Scan the entries for the word "before". Every line that has it should be copied.

--- Data records Enclosed Below ---

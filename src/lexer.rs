//! Incremental, pattern-merging lexer.
//!
//! All terminal rules of a collection are merged into one composite
//! alternation `(p_0)|(p_1)|...|(p_n)`, compiled once. Each sub-pattern's
//! numeric back-references are renumbered to account for the capture groups
//! contributed by the alternatives before it, and octal-style escapes that
//! point past a sub-pattern's own group count resolve to literal characters.
//! The top-level group index of every alternative is recorded so a match can
//! be traced back to the rule that produced it.
//!
//! Ambiguity between rules is resolved by declaration order: the first
//! alternative that participates in the match wins, never the longest match.
//! The regex engine's leftmost-first alternation semantics carry this
//! contract directly.
//!
//! The lexer is incremental: it owns a growing buffer, makes all progress
//! possible on every [`feed`](StreamLexer::feed), and suspends when the
//! remainder of the buffer might still be extended by future input. Input
//! that can never match is reported as lexical-error tokens, not failures.

use regex::Regex;

use crate::location::{PositionTracker, Token};
use crate::rule::{GrammarError, RuleArena, RuleId};

/// One classified lexer event.
#[derive(Debug, Clone, PartialEq, Eq)]
pub enum LexEvent {
    /// A terminal matched; offered to the grammar.
    Token { token: Token, rule: RuleId },
    /// A terminal with the ignore flag matched; reported but never offered.
    Ignored { token: Token, rule: RuleId },
    /// A run of input no terminal can match.
    Error { token: Token },
    /// End of the final input.
    End,
}

/// Streaming lexer over a collection's terminals.
pub struct StreamLexer {
    regex: Regex,
    /// Terminal id and ignore flag, in declaration order.
    rules: Vec<(RuleId, bool)>,
    /// Top-level capture group index of each alternative, same order.
    group_indexes: Vec<usize>,
    tracker: PositionTracker,
    buffer: String,
}

impl StreamLexer {
    pub(crate) fn new(arena: &RuleArena) -> Result<Self, GrammarError> {
        if arena.terminals().is_empty() {
            return Err(GrammarError::NoTerminals);
        }

        let mut parts = Vec::new();
        let mut rules = Vec::new();
        let mut group_indexes = Vec::new();
        let mut total_groups = 0;

        for (i, &id) in arena.terminals().iter().enumerate() {
            let def = arena.terminal_def(id);
            let own_groups = count_capture_groups(&def.pattern);
            // Groups before this alternative, plus one wrapping group per
            // preceding alternative, plus this alternative's own wrapper.
            let offset = total_groups + i + 1;
            parts.push(renumber_refs(&def.pattern, own_groups, offset));
            group_indexes.push(offset);
            rules.push((id, def.ignore));
            total_groups += own_groups;
        }

        let merged = parts
            .iter()
            .map(|p| format!("({})", p))
            .collect::<Vec<_>>()
            .join("|");
        let regex = Regex::new(&merged).map_err(|e| GrammarError::Pattern {
            message: e.to_string(),
        })?;

        Ok(Self {
            regex,
            rules,
            group_indexes,
            tracker: PositionTracker::new(),
            buffer: String::new(),
        })
    }

    /// Appends a chunk and returns every event decidable with the input so
    /// far.
    pub fn feed(&mut self, chunk: &str) -> Vec<LexEvent> {
        self.drain(chunk, false)
    }

    /// Marks the input final, drains the buffer to the end and resets for
    /// the next independent input. The returned events always close with
    /// [`LexEvent::End`].
    pub fn finish(&mut self) -> Vec<LexEvent> {
        let events = self.drain("", true);
        self.reset();
        events
    }

    /// Clears buffer and position counters.
    pub fn reset(&mut self) {
        self.buffer.clear();
        self.tracker.reset();
    }

    fn drain(&mut self, chunk: &str, is_final: bool) -> Vec<LexEvent> {
        self.buffer.push_str(chunk);
        let mut events = Vec::new();

        loop {
            let found = self.regex.captures(&self.buffer).map(|caps| {
                let m = caps.get(0).expect("whole-match group is always present");
                let winner = self
                    .group_indexes
                    .iter()
                    .position(|&gi| caps.get(gi).is_some());
                (m.start(), m.end() - m.start(), winner)
            });

            let Some((start, len, winner)) = found else {
                // Nothing matches. Wait for more input, or flush the rest as
                // one lexical error and end.
                if !is_final {
                    break;
                }
                if !self.buffer.is_empty() {
                    let rest = std::mem::take(&mut self.buffer);
                    events.push(LexEvent::Error {
                        token: self.tracker.advance(&rest),
                    });
                }
                events.push(LexEvent::End);
                break;
            };

            if start > 0 {
                // The scanned span is longer than the matched content: the
                // unmatched prefix is a lexical error, and the match resumes
                // at the buffer start.
                let head: String = self.buffer.drain(..start).collect();
                events.push(LexEvent::Error {
                    token: self.tracker.advance(&head),
                });
            }

            if !is_final && len == self.buffer.len() {
                // The match swallows the whole remaining buffer; more input
                // might extend it. Suspend until the next feed.
                break;
            }

            let content: String = self.buffer.drain(..len).collect();
            let token = self.tracker.advance(&content);
            let (rule, ignore) = self.rules[winner
                .expect("a composite match always belongs to one alternative")];
            events.push(if ignore {
                LexEvent::Ignored { token, rule }
            } else {
                LexEvent::Token { token, rule }
            });

            if is_final && self.buffer.is_empty() {
                events.push(LexEvent::End);
                break;
            }
        }

        events
    }
}

/// Result of tokenizing one complete input.
#[derive(Debug, Clone, Default, PartialEq, Eq)]
pub struct LexOutput {
    pub tokens: Vec<(Token, RuleId)>,
    pub ignored: Vec<(Token, RuleId)>,
    pub errors: Vec<Token>,
}

/// Synchronous facade over [`StreamLexer`] for single-shot inputs.
pub struct Lexer {
    stream: StreamLexer,
}

impl Lexer {
    pub(crate) fn new(stream: StreamLexer) -> Self {
        Self { stream }
    }

    pub fn tokenize(&mut self, text: &str) -> LexOutput {
        let mut output = LexOutput::default();
        let mut events = self.stream.feed(text);
        events.extend(self.stream.finish());
        for event in events {
            match event {
                LexEvent::Token { token, rule } => output.tokens.push((token, rule)),
                LexEvent::Ignored { token, rule } => output.ignored.push((token, rule)),
                LexEvent::Error { token } => output.errors.push(token),
                LexEvent::End => {}
            }
        }
        output
    }
}

/// Counts the capture groups a pattern defines. `(?` groups do not capture,
/// and parentheses inside character classes are literal.
fn count_capture_groups(pattern: &str) -> usize {
    let chars: Vec<char> = pattern.chars().collect();
    let mut count = 0;
    let mut class_depth = 0usize;
    let mut i = 0;

    while i < chars.len() {
        match chars[i] {
            '\\' => {
                i += 2;
                continue;
            }
            '(' if class_depth == 0 => {
                if chars.get(i + 1) != Some(&'?') {
                    count += 1;
                }
            }
            '[' => class_depth += 1,
            ']' if class_depth > 0 => class_depth -= 1,
            _ => {}
        }
        i += 1;
    }

    count
}

/// Rewrites numeric back-references for a sub-pattern merged at `offset`
/// groups into the composite. References within the pattern's own group
/// count shift by `offset`; larger ones are octal-style escapes and resolve
/// to the literal character they name.
fn renumber_refs(pattern: &str, own_groups: usize, offset: usize) -> String {
    let chars: Vec<char> = pattern.chars().collect();
    let mut out = String::new();
    let mut i = 0;

    while i < chars.len() {
        if chars[i] != '\\' {
            out.push(chars[i]);
            i += 1;
            continue;
        }

        let mut run_end = i;
        while run_end < chars.len() && chars[run_end] == '\\' {
            run_end += 1;
        }
        let run = run_end - i;
        let backref_follows = run % 2 == 1
            && chars
                .get(run_end)
                .map_or(false, |c| ('1'..='9').contains(c));

        if !backref_follows {
            for _ in 0..run {
                out.push('\\');
            }
            i = run_end;
            continue;
        }

        // The final backslash of the run escapes the digits.
        for _ in 0..run - 1 {
            out.push('\\');
        }
        let mut digits_end = run_end;
        while digits_end < chars.len() && chars[digits_end].is_ascii_digit() {
            digits_end += 1;
        }
        let digits: String = chars[run_end..digits_end].iter().collect();

        match digits.parse::<usize>() {
            Ok(num) if num <= own_groups => {
                out.push('\\');
                out.push_str(&(num + offset).to_string());
            }
            _ => out.push_str(&resolve_octal(&digits)),
        }
        i = digits_end;
    }

    out
}

/// Resolves the first run of up to three octal digits to its literal
/// character; the remaining digits stay verbatim.
fn resolve_octal(digits: &str) -> String {
    let bytes = digits.as_bytes();
    let Some(start) = bytes.iter().position(|b| (b'0'..=b'7').contains(b)) else {
        return digits.to_string();
    };
    let mut end = start;
    while end < bytes.len() && end - start < 3 && (b'0'..=b'7').contains(&bytes[end]) {
        end += 1;
    }

    let code = u32::from_str_radix(&digits[start..end], 8).unwrap_or(0);
    let literal = char::from_u32(code)
        .map(|c| regex::escape(&c.to_string()))
        .unwrap_or_default();
    format!("{}{}{}", &digits[..start], literal, &digits[end..])
}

--- End of Enclosed Data records ---

=== Result for this task ===
//! contributed by the alternatives before it, and octal-style escapes that
            // Groups before this alternative, plus one wrapping group per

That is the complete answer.